Was ich an Facebook liebe, ist diese Unverbindlichkeit in den Beziehungen. Ich fühle mich frei von gesellschaftlichen Standards, kann gemütlich und ergebnisoffen plaudern über Politik, persönliche Kümmernisse, gemeinsame Visionen, Veranstaltungen und Projekte. Wunderbar!

Facebook ist als agil arbeitendes Unternehmen stets innovativ. Wöchentlich kommen Neuerungen, die den Komfort und die Funktionalitäten weiter optimieren. So nutze ich zwischenzeitlich fast ausschließlich Facebook-Veranstaltungen, um von spannenden Events zu erfahren. Alle posten sie – und Facebook kennt meine Vorlieben und schlägt mir lauter passende Events vor – Halleluja!

Facebook-Gruppen sind großartig, um die Kunst des Nehmens und Gebens zu lernen.  Zu allen Fachthemen dieser Welt gibt es Gruppen. Es gibt buchstäblich nichts, was es nicht gibt. Schlangenzüchter, Online-Marketing-Manager, StartUps, Depressive und Excel-Junkies tauschen sich offen aus und unterstützen sich gegenseitig. Menschenrechtler und Kulturschaffende – alles ist da, und oft auf hohem Niveau. Nicht zu vergleichen mit den Xing-Gruppen, die in den vielen Fällen durch Akquisetreibende zerstört werden.

Mag sich verweigern, wer will…

Kurz und gut: Ich kenne die Machtbestrebungen und Verflechtungen von Facebook gut genug, um misstrauisch zu sein. Die Erforschung des menschlichen Verhaltens über die Zuckerberg-Stiftung Priscilla Chan – in die immerhin 99 Prozent seines Vermögens geflossen sind, gruselt mich.
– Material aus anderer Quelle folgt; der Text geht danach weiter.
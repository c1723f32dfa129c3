//! Room-booking service: per-(room, date) conflict resolution behind a
//! PostgreSQL-wire front end, with WAL-backed durability.

mod auth;
mod compactor;
pub mod engine;
pub mod limits;
pub mod model;
pub mod notify;
pub mod observability;
pub mod sql;
pub mod tenant;
pub mod tls;
mod wal;
pub mod wire;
Keine Ahnung, inwieweit ich manipuliert durchs Leben gehe, doch allein die Vorstellung, dass mit Geld des Facebook-Imperiums überall auf der Welt an Universitäten zu Manipulationstechniken geforscht und experimentiert wird, kommt mir vor wie ein Science-Fiction aus einer dystopischen Phantasie.

Warum ich Facebook nutze

Facebook ist die Möglichkeit, in Echtzeit mit der ganzen Welt zu kommunizieren. Punkt. Die Funktionalitäten, die Usability und die Innovationskraft des sozialen Netzwerks sind gigantisch. Punkt. Der eigentliche Zweck, unverbindlich mit Menschen verbunden zu bleiben, auch wenn man im Alltag gerade nichts miteinander zu tun hat, ist meisterlich umgesetzt. Punkt. Facebook verdient Geld mit der Ausspielung von Werbung, die auf unser Verhalten ausgerichtet ist. Punkt. Facebook ist Instagram, Facebook ist WhatsApp. Punkt.
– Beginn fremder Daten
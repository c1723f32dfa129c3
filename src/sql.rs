use sqlparser::ast::{
    self, Expr, FromTable, ObjectNamePart, SetExpr, Statement, TableFactor, TableObject, Value,
    ValueWithSpan,
};
use sqlparser::dialect::PostgreSqlDialect;
use sqlparser::parser::Parser;
use ulid::Ulid;

/// One VALUES row of an INSERT, still raw strings; the model validates
/// times and dates when the command is executed.
#[derive(Debug, Clone, PartialEq, Eq)]
pub struct BookingRow {
    pub room_id: String,
    pub date: String,
    pub start_time: String,
    pub end_time: String,
    pub name: String,
    pub email: String,
    pub department: String,
    pub meeting_title: String,
    pub notes: Option<String>,
}

/// Parsed command from SQL input.
#[derive(Debug, PartialEq)]
pub enum Command {
    /// Multi-row VALUES is one atomic batch. `returning` echoes the created
    /// rows (ids and created_at are server-assigned).
    InsertBookings {
        rows: Vec<BookingRow>,
        returning: bool,
    },
    DeleteBooking {
        id: Ulid,
    },
    SelectBookings {
        room_id: Option<String>,
        date: Option<String>,
    },
    SelectConflicts {
        room_id: String,
        date: String,
        start_time: String,
        end_time: String,
        exclude_id: Option<Ulid>,
    },
}

pub fn parse_sql(sql: &str) -> Result<Command, SqlError> {
    let dialect = PostgreSqlDialect {};
    let stmts = Parser::parse_sql(&dialect, sql).map_err(|e| SqlError::Parse(e.to_string()))?;
    if stmts.is_empty() {
        return Err(SqlError::Empty);
    }

    match &stmts[0] {
        Statement::Insert(insert) => parse_insert(insert),
        Statement::Delete(delete) => parse_delete(delete),
        Statement::Query(query) => parse_select(query),
        other => Err(SqlError::Unsupported(format!("{other}"))),
    }
}

fn parse_insert(insert: &ast::Insert) -> Result<Command, SqlError> {
    let table = insert_table_name(insert)?;
    if table != "bookings" {
        return Err(SqlError::UnknownTable(table));
    }

    let all_rows = extract_all_insert_rows(insert)?;
    let mut rows = Vec::with_capacity(all_rows.len());
    for values in &all_rows {
        if values.len() < 8 || values.len() > 9 {
            return Err(SqlError::WrongArity("bookings row", 8, values.len()));
        }
        rows.push(BookingRow {
            room_id: parse_string(&values[0])?,
            date: parse_string(&values[1])?,
            start_time: parse_string(&values[2])?,
            end_time: parse_string(&values[3])?,
            name: parse_string(&values[4])?,
            email: parse_string(&values[5])?,
            department: parse_string(&values[6])?,
            meeting_title: parse_string(&values[7])?,
            notes: if values.len() == 9 {
                parse_string_or_null(&values[8])?
            } else {
                None
            },
        });
    }

    Ok(Command::InsertBookings {
        rows,
        returning: insert.returning.is_some(),
    })
}

fn parse_delete(delete: &ast::Delete) -> Result<Command, SqlError> {
    let table = delete_table_name(delete)?;
    if table != "bookings" {
        return Err(SqlError::UnknownTable(table));
    }
    let id = extract_where_id(&delete.selection)?;
    Ok(Command::DeleteBooking { id })
}

fn parse_select(query: &ast::Query) -> Result<Command, SqlError> {
    let select = match query.body.as_ref() {
        SetExpr::Select(s) => s,
        _ => return Err(SqlError::Unsupported("non-SELECT query".into())),
    };

    if select.from.is_empty() {
        return Err(SqlError::Parse("SELECT without FROM".into()));
    }
    let table = table_factor_name(&select.from[0].relation)?;

    match table.as_str() {
        "bookings" => {
            let mut filters = Filters::default();
            if let Some(selection) = &select.selection {
                extract_eq_filters(selection, &mut filters)?;
            }
            Ok(Command::SelectBookings {
                room_id: filters.room_id,
                date: filters.date,
            })
        }
        "conflicts" => {
            let mut filters = Filters::default();
            if let Some(selection) = &select.selection {
                extract_eq_filters(selection, &mut filters)?;
            }
            Ok(Command::SelectConflicts {
                room_id: filters.room_id.ok_or(SqlError::MissingFilter("room_id"))?,
                date: filters.date.ok_or(SqlError::MissingFilter("date"))?,
                start_time: filters
                    .start_time
                    .ok_or(SqlError::MissingFilter("start_time"))?,
                end_time: filters.end_time.ok_or(SqlError::MissingFilter("end_time"))?,
                exclude_id: filters.exclude_id,
            })
        }
        _ => Err(SqlError::UnknownTable(table)),
    }
}

#[derive(Default)]
struct Filters {
    room_id: Option<String>,
    date: Option<String>,
    start_time: Option<String>,
    end_time: Option<String>,
    exclude_id: Option<Ulid>,
}

/// Walk an AND-chain of `col = 'value'` predicates. Anything else in the
/// WHERE clause is ignored, like unknown columns.
fn extract_eq_filters(expr: &Expr, filters: &mut Filters) -> Result<(), SqlError> {
    if let Expr::BinaryOp { left, op, right } = expr {
        match op {
            ast::BinaryOperator::And => {
                extract_eq_filters(left, filters)?;
                extract_eq_filters(right, filters)?;
            }
            ast::BinaryOperator::Eq => match expr_column_name(left).as_deref() {
                Some("room_id") => filters.room_id = Some(parse_string(right)?),
                Some("date") => filters.date = Some(parse_string(right)?),
                Some("start_time") => filters.start_time = Some(parse_string(right)?),
                Some("end_time") => filters.end_time = Some(parse_string(right)?),
                Some("exclude_id") => filters.exclude_id = Some(parse_ulid_expr(right)?),
                _ => {}
            },
            _ => {}
        }
    }
    Ok(())
}

// ── Helpers ───────────────────────────────────────────────────

fn object_name_last(name: &ast::ObjectName) -> Option<String> {
    name.0.last().and_then(|part| match part {
        ObjectNamePart::Identifier(ident) => Some(ident.value.to_lowercase()),
        _ => None,
    })
}

fn insert_table_name(insert: &ast::Insert) -> Result<String, SqlError> {
    match &insert.table {
        TableObject::TableName(name) => {
            object_name_last(name).ok_or_else(|| SqlError::Parse("empty table name".into()))
        }
        _ => Err(SqlError::Parse("unsupported table object in INSERT".into())),
    }
}

fn delete_table_name(delete: &ast::Delete) -> Result<String, SqlError> {
    let tables_with_joins = match &delete.from {
        FromTable::WithFromKeyword(t) | FromTable::WithoutKeyword(t) => t,
    };
    if let Some(first) = tables_with_joins.first() {
        table_factor_name(&first.relation)
    } else {
        Err(SqlError::Parse("DELETE without table".into()))
    }
}

fn table_factor_name(tf: &TableFactor) -> Result<String, SqlError> {
    match tf {
        TableFactor::Table { name, .. } => {
            object_name_last(name).ok_or_else(|| SqlError::Parse("empty table name".into()))
        }
        _ => Err(SqlError::Parse("complex table expression".into())),
    }
}

fn extract_all_insert_rows(insert: &ast::Insert) -> Result<Vec<Vec<Expr>>, SqlError> {
    let body = insert
        .source
        .as_ref()
        .ok_or(SqlError::Parse("no VALUES".into()))?;
    match body.body.as_ref() {
        SetExpr::Values(values) => {
            if values.rows.is_empty() {
                return Err(SqlError::Parse("empty VALUES".into()));
            }
            Ok(values.rows.clone())
        }
        _ => Err(SqlError::Parse("expected VALUES".into())),
    }
}

fn extract_where_id(selection: &Option<Expr>) -> Result<Ulid, SqlError> {
    let sel = selection.as_ref().ok_or(SqlError::MissingFilter("id"))?;
    match sel {
        Expr::BinaryOp {
            left,
            op: ast::BinaryOperator::Eq,
            right,
        } => {
            if expr_column_name(left).as_deref() == Some("id") {
                parse_ulid_expr(right)
            } else {
                Err(SqlError::MissingFilter("id"))
            }
        }
        _ => Err(SqlError::MissingFilter("id")),
    }
}

fn expr_column_name(expr: &Expr) -> Option<String> {
    match expr {
        Expr::Identifier(ident) => Some(ident.value.to_lowercase()),
        Expr::CompoundIdentifier(parts) => parts.last().map(|i| i.value.to_lowercase()),
        _ => None,
    }
}

fn extract_value(expr: &Expr) -> Option<&Value> {
    match expr {
        Expr::Value(ValueWithSpan { value, .. }) => Some(value),
        _ => None,
    }
}

fn parse_string(expr: &Expr) -> Result<String, SqlError> {
    if let Some(value) = extract_value(expr) {
        match value {
            Value::SingleQuotedString(s) => Ok(s.clone()),
            Value::Number(s, _) => Ok(s.clone()),
            _ => Err(SqlError::Parse(format!("expected string, got {value:?}"))),
        }
    } else {
        Err(SqlError::Parse(format!("expected value, got {expr:?}")))
    }
}

fn parse_string_or_null(expr: &Expr) -> Result<Option<String>, SqlError> {
    if let Some(Value::Null) = extract_value(expr) {
        return Ok(None);
    }
    parse_string(expr).map(Some)
}

fn parse_ulid_expr(expr: &Expr) -> Result<Ulid, SqlError> {
    let s = parse_string(expr)?;
    Ulid::from_string(&s).map_err(|e| SqlError::Parse(format!("bad ULID: {e}")))
}

// ── Errors ────────────────────────────────────────────────────

#[derive(Debug)]
pub enum SqlError {
    Parse(String),
    Empty,
    Unsupported(String),
    UnknownTable(String),
    WrongArity(&'static str, usize, usize),
    MissingFilter(&'static str),
}

impl std::fmt::Display for SqlError {
    fn fmt(&self, f: &mut std::fmt::Formatter<'_>) -> std::fmt::Result {
        match self {
            SqlError::Parse(s) => write!(f, "parse error: {s}"),
            SqlError::Empty => write!(f, "empty query"),
            SqlError::Unsupported(s) => write!(f, "unsupported: {s}"),
            SqlError::UnknownTable(t) => write!(f, "unknown table: {t}"),
            SqlError::WrongArity(t, expected, got) => {
                write!(f, "{t}: expected {expected} values, got {got}")
            }
            SqlError::MissingFilter(col) => write!(f, "missing filter: {col}"),
        }
    }
}

impl std::error::Error for SqlError {}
Mag sich Facebook verweigern, wer will. Ich besitze ein chinesisches Smartphone, Android, ein Smart-TV, ein iPad und eine Alexa. Ich bin gläsern. Ich wünsche mir sogar, dass die ganze Welt gläsern ist, damit wir nicht mehr mit dem Spruch „Im Dunkeln ist gut munkeln“ leben müssen. Zu viel Grausames ist passiert unter dieser Devise – und mal ehrlich: Herrscher wie Adolf Hitler konnten auch ohne digitale Datensammelei ihre Gegner in kürzester Zeit ausrotten. Am Zuverlässigsten beim Denunziantentum sind doch immer noch Nachbarschaft, Verwandtschaft, Behörden und Kollegium. Isso

Also auf die nächsten fünfzehn Jahre! Dank des genialen Schachzugs mit den Datenschutzbestimmungen brauchen wir kaum befürchten, ein neues Netzwerk würde Facebook aushebeln. Facebook wird auch weiterhin viele Innovationen verwirklichen, die uns echten Komfort bieten. Ich habe mich einverstanden erklärt. Hole mir die große Welt in meine kleine Welt. Isso 🙂

 

 

Seit fast zwanzig Jahren auf der "freien Wildbahn" hat Eva Ihnenfeldt sowohl 2004 eine eingetragene Genossenschaft für Existenzgründer gegründet als auch 2011 eine Akademie für die Ausbildung von Social Media Unternehmenden. Lange Zeit war sie Dozentin und Trainerin für Marketing, Kommunikation und Social Media. Heute arbeitet sie als Coach für Menschen im beruflichen Wandel. Ihre Stärke ist es, IST-Situationen zu akzeptieren, Visionen zu erkennen und gemeinsam mit ihren Klienten Strategien zu entwickeln, die sich auch in der Praxis bewähren. Mobil: 0176 80528749 - E-Mail: [email protected]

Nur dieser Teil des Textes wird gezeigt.